The conventional view of red quasars is that they are actually blue quasars that are angled away from our line-of-sight. Instead, the Durham team has ruled this model out and have shown that red quasars are likely to be the result of a brief, but violent, phase in the evolution of galaxies when the black hole ejects a large amount of energy into the surrounding clouds of dust and gas. This injection of energy blows away the dust and gas to reveal a blue quasar.
Observations using radio telescopes support this theory by showing that black holes at the centre of red quasars produce a greater amount of radio emission than those at the centre of blue quasars.
‘What our results suggest is that quasars undergo a brief transition phase, changing colour from red to blue, when they emerge from the deep shroud of dust and gas surrounding them.
‘What we believe we are seeing is a rare but important step in the life of these galactic beasts during galaxy evolution when their black holes are starting to shape their environments.”

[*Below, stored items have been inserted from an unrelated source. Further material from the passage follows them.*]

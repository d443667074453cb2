use std::path::{Path, PathBuf};
use std::process::Stdio;
use std::sync::Arc;
use std::time::Duration;

use async_trait::async_trait;
use once_cell::sync::Lazy;
use regex::Regex;
use serde_json::{json, Value};
use tracing::{debug, warn};

use crate::audit::AuditLogger;
use crate::config::{expand_path, AppConfig};
use crate::process::ProcessTracker;

use super::fs_utils;
use super::{Tool, ToolErrorCode, ToolRequest, ToolResponse};

const MAX_COMMAND_BYTES: usize = 32 * 1024;
const LLM_OUTPUT_CAP: usize = 4096;

/// Built-in deny patterns: destructive removals, shutdown/reboot, shell
/// substitution and backtick constructs, pipes to shells, privilege and
/// package escalations, git push, ssh to hosts.
static DEFAULT_DENY_PATTERNS: Lazy<Vec<Regex>> = Lazy::new(|| {
    [
        r"\brm\s+-[rf]{1,2}\b",
        r"\bdel\s+/[fq]\b",
        r"\brmdir\s+/s\b",
        r"\b(format|mkfs|diskpart)\b\s",
        r"\bdd\s+if=",
        r">\s*/dev/sd[a-z]\b",
        r"\b(shutdown|reboot|poweroff)\b",
        r":\(\)\s*\{.*\};\s*:",
        r"\$\([^)]+\)",
        r"\$\{[^}]+\}",
        r"`[^`]+`",
        r"\|\s*sh\b",
        r"\|\s*bash\b",
        r";\s*rm\s+-[rf]",
        r"&&\s*rm\s+-[rf]",
        r"\|\|\s*rm\s+-[rf]",
        r">\s*/dev/null\s*>&?\s*\d?",
        r"<<\s*EOF",
        r"\$\(\s*cat\s+",
        r"\$\(\s*curl\s+",
        r"\$\(\s*wget\s+",
        r"\$\(\s*which\s+",
        r"\bsudo\b",
        r"\bchmod\s+[0-7]{3,4}\b",
        r"\bchown\b",
        r"\bpkill\b",
        r"\bkillall\b",
        r"\bkill\s+-9\b",
        r"\bcurl\b.*\|\s*(sh|bash)",
        r"\bwget\b.*\|\s*(sh|bash)",
        r"\bnpm\s+install\s+-g\b",
        r"\bpip\s+install\s+--user\b",
        r"\bapt\s+(install|remove|purge)\b",
        r"\byum\s+(install|remove)\b",
        r"\bdnf\s+(install|remove)\b",
        r"\bdocker\s+run\b",
        r"\bdocker\s+exec\b",
        r"\bgit\s+push\b",
        r"\bgit\s+force\b",
        r"\bssh\b.*@",
        r"\beval\b",
        r"\bsource\s+.*\.sh\b",
    ]
    .iter()
    .map(|p| Regex::new(p).expect("builtin deny pattern"))
    .collect()
});

const GIT_PUSH_PATTERNS: [&str; 2] = [r"\bgit\s+push\b", r"\bgit\s+force\b"];

/// Runs commands through the platform shell with safety guards, workspace
/// confinement, a wall-clock timeout, and audit logging.
pub struct ExecTool {
    workspace: PathBuf,
    timeout: Duration,
    deny_patterns: Vec<Regex>,
    restrict_to_workspace: bool,
    allow_dirs: Vec<PathBuf>,
    audit: Arc<AuditLogger>,
    tracker: Arc<ProcessTracker>,
    safe_mode: bool,
}

impl ExecTool {
    pub fn new(
        cfg: &AppConfig,
        audit: Arc<AuditLogger>,
        tracker: Arc<ProcessTracker>,
        safe_mode: bool,
    ) -> Self {
        let mut deny_patterns: Vec<Regex> = Vec::new();
        for pattern in &cfg.tools.exec.custom_deny_patterns {
            match Regex::new(pattern) {
                Ok(re) => deny_patterns.push(re),
                Err(e) => warn!("Skipping invalid custom deny pattern {:?}: {}", pattern, e),
            }
        }
        for re in DEFAULT_DENY_PATTERNS.iter() {
            if cfg.tools.exec.allow_git_push && GIT_PUSH_PATTERNS.contains(&re.as_str()) {
                continue;
            }
            deny_patterns.push(re.clone());
        }

        let allow_dirs = cfg
            .tools
            .exec
            .allow_dirs
            .iter()
            .map(|d| PathBuf::from(expand_path(d)))
            .collect();

        let timeout = if cfg.tools.exec.timeout_sec == 0 {
            Duration::from_secs(60)
        } else {
            Duration::from_secs(cfg.tools.exec.timeout_sec)
        };

        let workspace = {
            let ws = expand_path(&cfg.agents.defaults.workspace);
            if ws.is_empty() {
                std::env::current_dir().unwrap_or_else(|_| PathBuf::from("."))
            } else {
                PathBuf::from(ws)
            }
        };

        Self {
            workspace,
            timeout,
            deny_patterns,
            restrict_to_workspace: cfg.agents.defaults.restrict_to_workspace,
            allow_dirs,
            audit,
            tracker,
            safe_mode,
        }
    }

    /// Validate working directory and path tokens in the command string.
    /// Returns an error message on violation, None when clean.
    fn guard_workspace_and_command(&self, working_dir: &Path, command: &str) -> Option<String> {
        let ws = fs_utils::lexical_clean(&self.workspace);

        // A filesystem-root workspace would allow the entire drive.
        if fs_utils::is_path_root(&ws) {
            return Some("Workspace cannot be a filesystem root (security)".to_string());
        }

        let cwd = fs_utils::lexical_clean(working_dir);
        let in_allow_dirs = self
            .allow_dirs
            .iter()
            .any(|d| !fs_utils::escapes_root(d, &cwd));
        if !in_allow_dirs && fs_utils::escapes_root(&ws, &cwd) {
            return Some("Working directory outside workspace".to_string());
        }

        // Path traversal in the command string itself.
        if command.contains("../") || command.contains("..\\") {
            return Some("Command blocked by safety guard (path traversal detected)".to_string());
        }

        // Absolute path tokens must resolve under the effective working
        // directory; /dev/null and friends are exempt.
        for raw in fs_utils::absolute_path_tokens(command) {
            if raw == "/dev/null" || raw.starts_with("/dev/") {
                continue;
            }
            let p = fs_utils::lexical_clean(Path::new(raw));
            if fs_utils::escapes_root(&cwd, &p) {
                return Some("Command blocked by safety guard (path outside working dir)".to_string());
            }
        }

        None
    }

    fn shell_command(command: &str) -> tokio::process::Command {
        if cfg!(target_os = "windows") {
            let mut cmd = tokio::process::Command::new("cmd");
            cmd.arg("/c").arg(command);
            cmd
        } else {
            let mut cmd = tokio::process::Command::new("sh");
            cmd.arg("-c").arg(command);
            cmd
        }
    }
}

#[async_trait]
impl Tool for ExecTool {
    fn name(&self) -> &'static str {
        "exec"
    }

    fn description(&self) -> &str {
        "Execute a shell command and return its output"
    }

    fn schema(&self) -> Value {
        json!({
            "name": "exec",
            "description": "Execute a shell command and return its output. Commands run in the workspace. Use platform-appropriate syntax (Windows: cmd; Linux/macOS: sh). See runtime context in system prompt.",
            "parameters": {
                "type": "object",
                "properties": {
                    "command": { "type": "string", "description": "The shell command to run" },
                    "working_dir": { "type": "string", "description": "Working directory (optional)" }
                },
                "required": ["command"]
            }
        })
    }

    async fn execute(&self, req: ToolRequest) -> ToolResponse {
        if self.safe_mode {
            return ToolResponse::error(
                &req.tool_call_id,
                "Exec disabled in safe mode",
                "Command execution is disabled in safe mode.",
                ToolErrorCode::PermissionDenied,
                false,
            );
        }

        let command = match req.arg_str("command") {
            Some(c) if !c.is_empty() => c.to_string(),
            _ => {
                return ToolResponse::error(
                    &req.tool_call_id,
                    "Missing 'command' argument",
                    "Command is required.",
                    ToolErrorCode::PermissionDenied,
                    false,
                )
            }
        };
        if command.len() > MAX_COMMAND_BYTES {
            return ToolResponse::error(
                &req.tool_call_id,
                "Command too long (max 32KB)",
                "Command exceeds maximum length.",
                ToolErrorCode::PermissionDenied,
                false,
            );
        }

        let working_dir = {
            let dir = req.arg_str("working_dir").unwrap_or("");
            if dir.is_empty() {
                self.workspace.clone()
            } else {
                PathBuf::from(expand_path(dir))
            }
        };

        for re in &self.deny_patterns {
            if re.is_match(&command) {
                return ToolResponse::error(
                    &req.tool_call_id,
                    "Command blocked by safety guard (dangerous pattern detected)",
                    "Command was blocked for safety.",
                    ToolErrorCode::SafetyBlocked,
                    false,
                );
            }
        }

        if self.restrict_to_workspace {
            if let Some(msg) = self.guard_workspace_and_command(&working_dir, &command) {
                return ToolResponse::error(
                    &req.tool_call_id,
                    &msg,
                    "Command blocked: path or working directory outside allowed workspace.",
                    ToolErrorCode::PermissionDenied,
                    false,
                );
            }
        }

        let mut cmd = Self::shell_command(&command);
        cmd.current_dir(&working_dir)
            .stdin(Stdio::null())
            .stdout(Stdio::piped())
            .stderr(Stdio::piped())
            .kill_on_drop(true);

        let child = match cmd.spawn() {
            Ok(c) => c,
            Err(e) => {
                return ToolResponse::error(
                    &req.tool_call_id,
                    &format!("Failed to start: {}", e),
                    "Command failed to start.",
                    ToolErrorCode::PermissionDenied,
                    false,
                )
            }
        };

        if let Some(pid) = child.id() {
            self.tracker.record(&req.task_id, pid);
        }

        // Dropping the in-flight wait future kills the child
        // (kill_on_drop), so timeout and cancel both reap the process.
        let output = tokio::select! {
            out = child.wait_with_output() => out,
            _ = tokio::time::sleep(self.timeout) => {
                return ToolResponse::error(
                    &req.tool_call_id,
                    "Command timed out",
                    "Command timed out.",
                    ToolErrorCode::Timeout,
                    true,
                );
            }
            _ = req.cancel.cancelled() => {
                return ToolResponse::error(
                    &req.tool_call_id,
                    "Command cancelled",
                    "Command was cancelled.",
                    ToolErrorCode::Timeout,
                    true,
                );
            }
        };

        let output = match output {
            Ok(o) => o,
            Err(e) => {
                return ToolResponse::error(
                    &req.tool_call_id,
                    &format!("Command failed: {}", e),
                    "Command failed.",
                    ToolErrorCode::PermissionDenied,
                    false,
                )
            }
        };

        let exit_code = output.status.code().unwrap_or(-1);
        let mut merged = String::from_utf8_lossy(&output.stdout).into_owned();
        merged.push_str(&String::from_utf8_lossy(&output.stderr));

        if let Err(e) = self.audit.log_command(
            &req.task_id,
            &req.tool_call_id,
            &command,
            &working_dir.to_string_lossy(),
            exit_code,
            &merged,
        ) {
            debug!("Audit write failed: {}", e);
        }

        let for_llm = if merged.len() > LLM_OUTPUT_CAP {
            let mut end = LLM_OUTPUT_CAP;
            while end > 0 && !merged.is_char_boundary(end) {
                end -= 1;
            }
            format!("{}\n\n... (truncated)", &merged[..end])
        } else {
            merged
        };
        let for_user = if exit_code == 0 {
            format!("Exit code: {}", exit_code)
        } else {
            format!("Command failed (exit {})", exit_code)
        };
        let audit_ref = Some(format!("audit/{}.log", req.task_id));

        ToolResponse::success(&req.tool_call_id, for_llm, for_user, audit_ref)
    }
}
use std::path::PathBuf;

use serde::{Deserialize, Serialize};
use serde_json::Value;

use crate::config::{expand_path, ReplayConfig};

/// Write-only postmortem record for a terminal task.
#[derive(Debug, Clone, Serialize, Deserialize)]
pub struct ReplayRecord {
    pub task_id: String,
    pub input: Value,
    pub result: String,
    #[serde(default, skip_serializing_if = "Option::is_none")]
    pub tool_calls: Option<Value>,
    pub status: String,
}

/// Writes one JSON file per terminal task at `<dir>/<task_id>.json`
/// when replay is enabled.
pub struct ReplayWriter {
    dir: PathBuf,
    enabled: bool,
}

impl ReplayWriter {
    pub fn new(cfg: &ReplayConfig) -> Self {
        let dir = if cfg.dir.is_empty() {
            let home = dirs::home_dir().unwrap_or_else(|| PathBuf::from("."));
            home.join(".sypherd").join("replay")
        } else {
            PathBuf::from(expand_path(&cfg.dir))
        };
        Self {
            dir,
            enabled: cfg.enabled,
        }
    }

    pub fn write(&self, record: &ReplayRecord) -> anyhow::Result<()> {
        if !self.enabled {
            return Ok(());
        }
        std::fs::create_dir_all(&self.dir)?;
        let path = self.dir.join(format!("{}.json", record.task_id));
        let data = serde_json::to_vec_pretty(record)?;
        std::fs::write(path, data)?;
        Ok(())
    }
}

The researchers studied 10,000 red and blue quasars as they would have been seen seven to 11 billion years ago when the universe was relatively young using archival data from the Sloan Digital Sky Survey and the Very Large Array radio astronomy observatory.
They say their research could also tell us more about galaxy evolution. Co-author Professor David Alexander, Head of Astronomy, at Durham University, said: “We expect that during this transition phase the energy from the supermassive black hole will burn off the gas needed to form stars.
‘Without the gas the galaxy cannot continue to grow, so what we are possibly seeing is the start of a quasar effectively ending the life of the galaxy by destroying the very thing it needs to survive.”
The researchers say the next step in their research is to use more in-depth data to understand the finer details of this transition phase.
The research was funded by a Faculty of Science Durham Doctoral Scholarship, the Science and Technology Facilities Council, a European Union COFUND/Durham Junior Research Fellowship and the Swiss National Science Foundation.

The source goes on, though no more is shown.